Contrary to what most of us grew up believing, the hymen is not a flat piece of skin covering the opening of the vagina only to be torn apart or punctured while having sex for the first time. If that were true, there would be no way for menstrual blood to exit the vagina during a period. For all its fabled mystery, the hymen is a body part like any other.
Having said that, hymens come in many shapes and sizes; some are thick and some are thin, some have tiny punctures while others are one singular hole, some look as if they have a series of tears in them, others look like they’ve been split down the middle, and some aren’t born with one at all. That’s just the beginning. Like all body parts, each hymen is unique to the person that owns it.
For those new to sex positive education, interested in learning about their body or the bodies of others, this post should cover everything you need to know about the hymen
What does your hymen look like?
If you’re curious about what your hymen looks like, following these steps should make the process much easier:
What you’ll need: a mirror, preferably one that sits on a stand (if you can get one that magnifies, even better), and a flashlight.
- Prop yourself up against something stable while sitting on the floor (a bed, wall, couch – something that wont shift) and spread your legs so that your comfortable and able to lean forward (this will allow you to look in the mirror closer if need be)
- Position the mirror between your legs so you have a full view of your genitals
- Once comfortable, slowly spread the lips of your vulva (labia majora and minora) with one of your free hands
- If you don’t have adequate light, use the flashlight to get a better view. This might be a little tricky if you don’t have a mirror that allows you to have both hands free (try propping the flashing up on something like a couple books – place them in front of you and lay the flashlight on it)
If you find a thin layer of skin with a small hole (or holes) present, your hymen is most likely ‘intact’. If you notice small traces of broken skin surrounding your vaginal opening, you may have already stretched or broken your hymen.
Regardless of what you find it’s normal, natural, and nothing to be freaked out by.
Everything You Need To Know About The Hymen: Random Hymen Facts
- The name comes from the ancient Greek for “hymenaeus,” which means “vaginal-flap.” It was also the name for the Greek god of marriage, later also the Greek god of membranes; “Hymenaios.”
- Due to similar reproductive system development, many mammals, including chimpanzees, elephants, manatees, whales, and horses retain hymens.
- In the sixteenth and seventeenth centuries, medical researchers used the presence of the hymen, or lack thereof, as founding evidence of physical diseases such as “womb-fury” (hysteria). If not cured, womb-fury would, according to these early doctors, result in death.

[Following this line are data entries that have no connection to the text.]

//! WXR export document assembly.
//!
//! One channel with the `chapter-type` taxonomy term, then an item per part
//! followed by an item per subsection of that part. Subsection items point at
//! their part through `wp:post_parent`.

use std::io::Cursor;

use chrono::{DateTime, Utc};
use quick_xml::events::{BytesCData, BytesDecl, BytesEnd, BytesStart, BytesText, Event};
use quick_xml::Writer;

use crate::config::FeedConfig;
use crate::error::ExportError;
use crate::models::{Book, Part, Subsection};

pub const WXR_VERSION: &str = "1.2";
pub const CHAPTER_TAXONOMY: &str = "chapter-type";
pub const CHAPTER_TERM_SLUG: &str = "standard";
pub const CHAPTER_TERM_NAME: &str = "Standard";

const NAMESPACES: &[(&str, &str)] = &[
    ("version", "2.0"),
    ("xmlns:excerpt", "http://wordpress.org/export/1.2/excerpt/"),
    ("xmlns:content", "http://purl.org/rss/1.0/modules/content/"),
    ("xmlns:wfw", "http://wellformedweb.org/CommentAPI/"),
    ("xmlns:dc", "http://purl.org/dc/elements/1.1/"),
    ("xmlns:wp", "http://wordpress.org/export/1.2/"),
];

/// Fields shared by part and subsection items
struct ItemFields<'a> {
    id: u32,
    title: &'a str,
    link: &'a str,
    slug: &'a str,
    content: &'a str,
    parent: u32,
    order: usize,
    post_type: &'a str,
    categorized: bool,
}

/// Serializes `book` as a WXR feed. Every item carries the same `published` stamp.
pub fn build_export(
    book: &Book,
    feed: &FeedConfig,
    published: DateTime<Utc>,
) -> Result<String, ExportError> {
    let mut out = FeedWriter::new(feed, published);
    out.writer
        .write_event(Event::Decl(BytesDecl::new("1.0", Some("UTF-8"), None)))?;
    out.start("rss", NAMESPACES)?;
    out.start("channel", &[])?;

    out.text("title", &book.title)?;
    out.text("link", &book.source_url)?;
    out.text("description", &feed.description)?;
    let pub_date = out.rfc2822.clone();
    out.text("pubDate", &pub_date)?;
    out.text("language", &feed.language)?;
    out.text("wp:wxr_version", WXR_VERSION)?;
    out.text("wp:base_site_url", &book.source_url)?;

    out.start("wp:term", &[])?;
    out.text("wp:term_id", "1")?;
    out.text("wp:term_taxonomy", CHAPTER_TAXONOMY)?;
    out.text("wp:term_slug", CHAPTER_TERM_SLUG)?;
    out.text("wp:term_name", CHAPTER_TERM_NAME)?;
    out.end("wp:term")?;

    for part in &book.parts {
        out.item(&part_fields(part, &book.source_url, &part.display_title()))?;
        for subsection in &part.subsections {
            out.item(&subsection_fields(subsection, part.id))?;
        }
    }

    out.end("channel")?;
    out.end("rss")?;

    let bytes = out.writer.into_inner().into_inner();
    Ok(String::from_utf8(bytes)?)
}

fn part_fields<'a>(part: &'a Part, link: &'a str, title: &'a str) -> ItemFields<'a> {
    ItemFields {
        id: part.id,
        title,
        link,
        slug: &part.slug,
        content: "",
        parent: 0,
        order: part.order,
        post_type: "part",
        categorized: false,
    }
}

fn subsection_fields(subsection: &Subsection, part_id: u32) -> ItemFields<'_> {
    ItemFields {
        id: subsection.id,
        title: &subsection.title,
        link: &subsection.url,
        slug: &subsection.slug,
        content: &subsection.content,
        parent: part_id,
        order: subsection.order,
        post_type: "chapter",
        categorized: true,
    }
}

struct FeedWriter<'f> {
    writer: Writer<Cursor<Vec<u8>>>,
    feed: &'f FeedConfig,
    rfc2822: String,
    post_date: String,
}

impl<'f> FeedWriter<'f> {
    fn new(feed: &'f FeedConfig, published: DateTime<Utc>) -> Self {
        Self {
            writer: Writer::new(Cursor::new(Vec::new())),
            feed,
            rfc2822: published.to_rfc2822(),
            post_date: published.format("%Y-%m-%d %H:%M:%S").to_string(),
        }
    }

    fn start(&mut self, name: &str, attrs: &[(&str, &str)]) -> Result<(), ExportError> {
        let start = BytesStart::new(name).with_attributes(attrs.iter().copied());
        self.writer.write_event(Event::Start(start))?;
        Ok(())
    }

    fn end(&mut self, name: &str) -> Result<(), ExportError> {
        self.writer.write_event(Event::End(BytesEnd::new(name)))?;
        Ok(())
    }

    fn text(&mut self, name: &str, value: &str) -> Result<(), ExportError> {
        self.text_with(name, &[], value)
    }

    fn text_with(
        &mut self,
        name: &str,
        attrs: &[(&str, &str)],
        value: &str,
    ) -> Result<(), ExportError> {
        if value.is_empty() {
            let empty = BytesStart::new(name).with_attributes(attrs.iter().copied());
            self.writer.write_event(Event::Empty(empty))?;
            return Ok(());
        }
        self.start(name, attrs)?;
        self.writer.write_event(Event::Text(BytesText::new(value)))?;
        self.end(name)
    }

    /// Writes `value` as CDATA, splitting around any `]]>` it contains.
    /// Empty values still get an (empty) CDATA section.
    fn cdata(&mut self, name: &str, value: &str) -> Result<(), ExportError> {
        self.start(name, &[])?;
        let pieces: Vec<&str> = value.split("]]>").collect();
        let last = pieces.len() - 1;
        for (i, piece) in pieces.iter().enumerate() {
            let mut chunk = String::with_capacity(piece.len() + 3);
            if i > 0 {
                chunk.push('>');
            }
            chunk.push_str(piece);
            if i < last {
                chunk.push_str("]]");
            }
            self.writer
                .write_event(Event::CData(BytesCData::new(chunk.as_str())))?;
        }
        self.end(name)
    }

    fn item(&mut self, item: &ItemFields<'_>) -> Result<(), ExportError> {
        let id = item.id.to_string();
        let author = self.feed.author.clone();
        let rfc2822 = self.rfc2822.clone();
        let post_date = self.post_date.clone();

        self.start("item", &[])?;
        self.text("title", item.title)?;
        self.text("link", item.link)?;
        self.text("pubDate", &rfc2822)?;
        self.text("dc:creator", &author)?;
        self.text_with("guid", &[("isPermaLink", "false")], item.link)?;
        self.text("description", "")?;
        self.cdata("content:encoded", item.content)?;
        self.cdata("excerpt:encoded", "")?;
        self.text("wp:post_id", &id)?;
        self.text("wp:post_date", &post_date)?;
        self.text("wp:post_date_gmt", &post_date)?;
        self.text("wp:comment_status", "closed")?;
        self.text("wp:ping_status", "closed")?;
        self.text("wp:post_name", item.slug)?;
        self.text("wp:status", "publish")?;
        self.text("wp:post_parent", &item.parent.to_string())?;
        self.text("wp:menu_order", &item.order.to_string())?;
        self.text("wp:post_type", item.post_type)?;
        self.text("wp:post_password", "")?;
        self.text("wp:is_sticky", "0")?;
        if item.categorized {
            self.text_with(
                "category",
                &[("domain", CHAPTER_TAXONOMY), ("nicename", CHAPTER_TERM_SLUG)],
                CHAPTER_TERM_NAME,
            )?;
        }
        self.end("item")
    }
}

- Although it isn’t very common (about 1 in 200 females), some hymens cover the entire vaginal opening. This is usually detected at an early age, as it causes a constant abdominal pain, and usually requires surgical treatment. This type of hymen is called an “Imperforate hymen”.
- Contrary to popular belief a person can get pregnant even if the hymen is intact. As such I suggest you remember to use a form of birth control while having sex. *An intact hymen covers the entrance of the vagina, but does not seal it. There is still an opening to let the monthly cycle (period) escape the body, therefore sperm is still able to pass through.
- When the hymen breaks, which may or may not happen, it can occur during exercise, tampon use, masturbation, or sexual activity.
- Most of the membrane is already worn away when a person finally has intercourse, and it plays little to no role in the discomfort they may experience.
- Bleeding the first time a person has sex does not necessarily mean that the hymen ‘broke’. Instead, bleeding could be caused by tense vaginal muscles, a rushed entry, lack of enough lubrication, or abrasions inside the vaginal canal. On that note, if a person doesn’t bleed the first time they have sex it doesn’t necessarily mean that the hymen did not break..
- Hymens are elastic in nature and vary in their elasticity from one woman to another, which means that the breakage process also differs.
- The hymen is usually located 1 – 2 cm inside the vaginal opening, not deep inside the vaginal canal.
As we all know knowledge is power, having accurate information about the hymen can help to normalize a persons fears about their body, sexuality, sexual experiences, and help promote greater self-confidence and acceptance.
Hopefully through watching the video your questions will be answered and you’ll gather some valuable insight about the hymen, along with changing your views on the perceptions associated with it.